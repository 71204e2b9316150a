//! Targets and the resolved target graph.
//!
//! The graph is an append-only arena; a [`TargetId`] is an index into
//! it. Dependency lists hold ids in declared order, which downstream
//! traversals rely on. Everything here is immutable once target
//! resolution has finished, so the checker reads the graph from many
//! threads without locking.

use crate::config::{Config, ConfigValues};
use crate::label::Label;
use crate::label_pattern::LabelPattern;
use crate::source_file::SourceFile;
use crate::types::collections::FxHashSet;

/// Index of a target in its [`TargetGraph`].
#[derive(Debug, Clone, Copy, PartialEq, Eq, PartialOrd, Ord, Hash)]
pub struct TargetId(u32);

impl TargetId {
    pub fn index(self) -> usize {
        self.0 as usize
    }
}

/// What a target builds.
#[derive(Debug, Clone, Copy, PartialEq, Eq)]
pub enum TargetKind {
    Executable,
    SharedLibrary,
    StaticLibrary,
    SourceSet,
    Group,
    Action,
    ActionForeach,
    Copy,
}

impl TargetKind {
    /// Binary targets compile sources; only they get include checks.
    pub fn is_binary(self) -> bool {
        matches!(
            self,
            TargetKind::Executable
                | TargetKind::SharedLibrary
                | TargetKind::StaticLibrary
                | TargetKind::SourceSet
        )
    }
}

/// Extra values carried by targets that build a Swift module.
#[derive(Debug, Clone, Default)]
pub struct SwiftValues {
    /// Objective-C bridge header, if the module declares one.
    pub bridge_header: Option<SourceFile>,
    /// Generated headers exposing the module to C-family dependents.
    pub generated_headers: Vec<SourceFile>,
}

/// One resolved target.
#[derive(Debug, Clone)]
pub struct Target {
    pub label: Label,
    pub kind: TargetKind,

    pub sources: Vec<SourceFile>,
    /// Explicit public headers. Must be empty when `all_headers_public`
    /// is set.
    pub public_headers: Vec<SourceFile>,
    /// When set, every source is implicitly public.
    pub all_headers_public: bool,

    /// Dependency edges, in declared order.
    pub public_deps: Vec<TargetId>,
    pub private_deps: Vec<TargetId>,

    /// Patterns naming targets allowed to include private headers.
    pub friends: Vec<LabelPattern>,
    /// Labels allowed to include this target's headers without a
    /// dependency path.
    pub allow_circular_includes_from: FxHashSet<Label>,
    /// Targets can opt out of include checking.
    pub check_includes: bool,

    /// The target's own configuration values, ahead of `configs`.
    pub own_values: ConfigValues,
    pub configs: Vec<Config>,

    /// Present iff the target builds a Swift module.
    pub swift: Option<SwiftValues>,
    /// Declared outputs of action-style targets.
    pub action_outputs: Vec<SourceFile>,
}

impl Target {
    pub fn new(label: Label, kind: TargetKind) -> Target {
        Target {
            label,
            kind,
            sources: Vec::new(),
            public_headers: Vec::new(),
            all_headers_public: true,
            public_deps: Vec::new(),
            private_deps: Vec::new(),
            friends: Vec::new(),
            allow_circular_includes_from: FxHashSet::default(),
            check_includes: true,
            own_values: ConfigValues::default(),
            configs: Vec::new(),
            swift: None,
            action_outputs: Vec::new(),
        }
    }

    /// Every configuration contributing values to this target, in
    /// declaration order: the target's own values first, then each
    /// attached config.
    pub fn all_config_values(&self) -> impl Iterator<Item = &ConfigValues> {
        std::iter::once(&self.own_values).chain(self.configs.iter().map(|c| &c.values))
    }

    pub fn builds_swift_module(&self) -> bool {
        self.swift.is_some()
    }
}

/// The resolved target universe.
#[derive(Debug, Default)]
pub struct TargetGraph {
    targets: Vec<Target>,
}

impl TargetGraph {
    pub fn new() -> TargetGraph {
        TargetGraph::default()
    }

    pub fn add(&mut self, target: Target) -> TargetId {
        let id = TargetId(u32::try_from(self.targets.len()).expect("target count overflow"));
        self.targets.push(target);
        id
    }

    pub fn get(&self, id: TargetId) -> &Target {
        &self.targets[id.index()]
    }

    /// Mutable access for graph construction; not used after resolution.
    pub fn get_mut(&mut self, id: TargetId) -> &mut Target {
        &mut self.targets[id.index()]
    }

    pub fn ids(&self) -> impl Iterator<Item = TargetId> + '_ {
        (0..self.targets.len()).map(|i| TargetId(i as u32))
    }

    pub fn len(&self) -> usize {
        self.targets.len()
    }

    pub fn is_empty(&self) -> bool {
        self.targets.is_empty()
    }
}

Work order: If a line in the records includes the string "derive", copy it.

Solution below:
#[derive(Debug, Clone, Copy, PartialEq, Eq, PartialOrd, Ord, Hash)]
#[derive(Debug, Clone, Copy, PartialEq, Eq)]
#[derive(Debug, Clone, Default)]
#[derive(Debug, Clone)]
#[derive(Debug, Default)]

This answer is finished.